Architect, Mr. Ashok Pradhan designed the shelter together with input from Christine, and construction began after the site had been levelled (the existing terraces were too narrow for construction). Due to small creeks and massive downpours of rain during the monsoon, the construction of walls and efficient drains was necessary. A water storage tank of 22,000 litres was built on the site, and  the trust purchased a spring by means of an agreement with the nearby village. A pipe was constructed to carry the water 0.8 km to the shelter site.

Gradually the shelter took shape. As there was no electricity, solar panels were installed for purposes of lighting. A sewage seepage system was designed so that no effluent from the kennels would leach into the local water courses.

Many trees were planted and a beautiful garden began to flourish, tended by the gardener, Hem Saker.

In l995 the chairman of the municipality, Mr. Kumai, signed and aggreement that no more dogs would be poisoned by the municipality so long as the Kalimpong Animal Shelter conducted a successful ABC programme. An advertising programme was devised to inform people of the project, and leaflets were circulated explaining the benefits of spaying.

However, although the ABC programme was planned to be based on the successfully operating project at HIS in Jaipur ,  it was soon found that conditions were very different and many adaptations needed to be made to suit the different geography, culture and the prevailing attitudes.

 Because there was no road to the shelter, the government veterinary clinic had agreed to allow the shelter to use some space at the clinic. A rotunda was provided, fencing for which was supplied and erected  by the shelter. The ABC programme began, with the visit of two volunteer vets, Anna Usher from Australia and Joy Pritchard from England. Although it was not necessary for the KAS staff to catch dogs with a sack, because the dogs were much more socialised than those in Jaipur, and although the staff were able to pick up the dogs in their arms, confusion arose because of this very factor: it was hard to identify which were ‘stray’ dogs and which were owned dogs.

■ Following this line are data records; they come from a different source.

//! Wavefront OBJ loading.

use std::path::Path;

use kdtrace_math::Vec3;
use thiserror::Error;

use crate::mesh::Mesh;

/// Errors that can occur while loading geometry.
#[derive(Error, Debug)]
pub enum LoadError {
    #[error("OBJ error: {0}")]
    Obj(#[from] tobj::LoadError),

    #[error("No geometry found in {0}")]
    NoGeometry(String),
}

/// Result type for loading operations.
pub type LoadResult<T> = Result<T, LoadError>;

/// Load every model of an OBJ file into a single triangulated mesh.
///
/// Faces are triangulated on load. Models that carry no normals get smooth
/// normals computed from their own faces; other models keep theirs.
pub fn load_obj(path: impl AsRef<Path>) -> LoadResult<Mesh> {
    let path = path.as_ref();
    log::info!("Loading mesh from: {:?}", path);

    let (models, _materials) = tobj::load_obj(
        path,
        &tobj::LoadOptions {
            single_index: true,
            triangulate: true,
            ..Default::default()
        },
    )?;

    let mesh = merge_models(&models)
        .ok_or_else(|| LoadError::NoGeometry(path.display().to_string()))?;
    log::info!(
        "Loaded {} vertices, {} triangles, bounds min={:?} max={:?}",
        mesh.vertex_count(),
        mesh.triangle_count(),
        mesh.bounds.min,
        mesh.bounds.max
    );
    Ok(mesh)
}

/// Concatenate tobj models, rebasing indices. `None` if nothing has faces.
fn merge_models(models: &[tobj::Model]) -> Option<Mesh> {
    let mut positions = Vec::new();
    let mut normals = Vec::new();
    let mut indices = Vec::new();

    for model in models {
        let mesh = &model.mesh;
        let base = positions.len() as u32;
        let model_positions: Vec<Vec3> = mesh
            .positions
            .chunks_exact(3)
            .map(|p| Vec3::new(p[0], p[1], p[2]))
            .collect();

        if mesh.normals.len() == mesh.positions.len() {
            normals.extend(
                mesh.normals
                    .chunks_exact(3)
                    .map(|n| Vec3::new(n[0], n[1], n[2])),
            );
        } else {
            log::info!("Computing smooth normals for model '{}'", model.name);
            let mut part = Mesh::new(model_positions.clone(), mesh.indices.clone(), None);
            part.compute_normals();
            normals.extend(part.normals.unwrap_or_default());
        }

        positions.extend(model_positions);
        indices.extend(mesh.indices.iter().map(|i| base + i));
    }

    if indices.len() < 3 {
        return None;
    }

    Some(Mesh::new(positions, indices, Some(normals)))
}

#[cfg(test)]
mod tests {
    use super::*;
    use std::io::Write;

    fn init_logger() {
        let _ = env_logger::builder().is_test(true).try_init();
    }

    fn write_temp(name: &str, contents: &str) -> std::path::PathBuf {
        let path = std::env::temp_dir()
            .join(format!("kdtrace_{name}_{}.obj", std::process::id()));
        let mut file = std::fs::File::create(&path).unwrap();
        file.write_all(contents.as_bytes()).unwrap();
        path
    }

    #[test]
    fn test_load_quad_triangulates() {
        init_logger();
        let path = write_temp(
            "quad",
            "v 0 0 0\nv 1 0 0\nv 1 1 0\nv 0 1 0\nf 1 2 3 4\n",
        );
        let mesh = load_obj(&path).unwrap();
        std::fs::remove_file(&path).ok();

        assert_eq!(mesh.vertex_count(), 4);
        assert_eq!(mesh.triangle_count(), 2);
        // No normals in the file: computed, facing +Z
        for n in mesh.normals.as_ref().unwrap() {
            assert!((*n - Vec3::Z).length() < 1e-5);
        }
    }

    #[test]
    fn test_load_with_normals() {
        let path = write_temp(
            "normals",
            "v 0 0 0\nv 1 0 0\nv 0 1 0\nvn 0 0 -1\nf 1//1 2//1 3//1\n",
        );
        let mesh = load_obj(&path).unwrap();
        std::fs::remove_file(&path).ok();

        assert_eq!(mesh.triangle_count(), 1);
        let triangles = mesh.triangles();
        assert_eq!(triangles[0].normals, [-Vec3::Z; 3]);
    }

    #[test]
    fn test_normals_computed_only_for_models_without_them() {
        init_logger();
        // The first object declares a normal opposite to its winding, the
        // second declares none
        let path = write_temp(
            "mixed",
            "o given\nv 0 0 0\nv 1 0 0\nv 0 1 0\nvn 0 0 -1\nf 1//1 2//1 3//1\n\
             o computed\nv 0 0 2\nv 1 0 2\nv 0 1 2\nf 4 5 6\n",
        );
        let mesh = load_obj(&path).unwrap();
        std::fs::remove_file(&path).ok();

        assert_eq!(mesh.triangle_count(), 2);
        let triangles = mesh.triangles();
        assert_eq!(triangles[0].normals, [-Vec3::Z; 3]);
        for n in triangles[1].normals {
            assert!((n - Vec3::Z).length() < 1e-5);
        }
    }

    #[test]
    fn test_load_without_faces_fails() {
        let path = write_temp("empty", "v 0 0 0\nv 1 0 0\n");
        let result = load_obj(&path);
        std::fs::remove_file(&path).ok();

        assert!(matches!(result, Err(LoadError::NoGeometry(_))));
    }

    #[test]
    fn test_load_missing_file() {
        assert!(matches!(
            load_obj("/nonexistent/kdtrace/missing.obj"),
            Err(LoadError::Obj(_))
        ));
    }
}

It was time-consuming, but the only long-term solution to dealing with this problem was for the staff to conduct an education campaign, personally speaking with people, and trying to locate owners of dogs, or those that fed the street dogs.  The staff then explained to the owner the benefits of spaying and vaccination., distributing a leaflet written in Nepali.

 Ultimate Success:

Over the years so many dogs have been spayed and vaccinated that, not only has the health of the community dog population greatly increased, but the population of puppies has been greatly reduced. These days there are so few puppies available in Kalimpong town, that Darjeeling Animal Shelter sends surplus pups from Darjeeling to KAS for adoption.

In addition to the ABC programme, the staff at KAS conducted many camps in far-lying villages only accessible by walking.  This is an important factor in the control of rabies because wild animals living in the surrounding forest, particularly foxes and jackals, can spread rabies through attacking village livestock such as cattle and sheep, or even through fighting with the village dogs.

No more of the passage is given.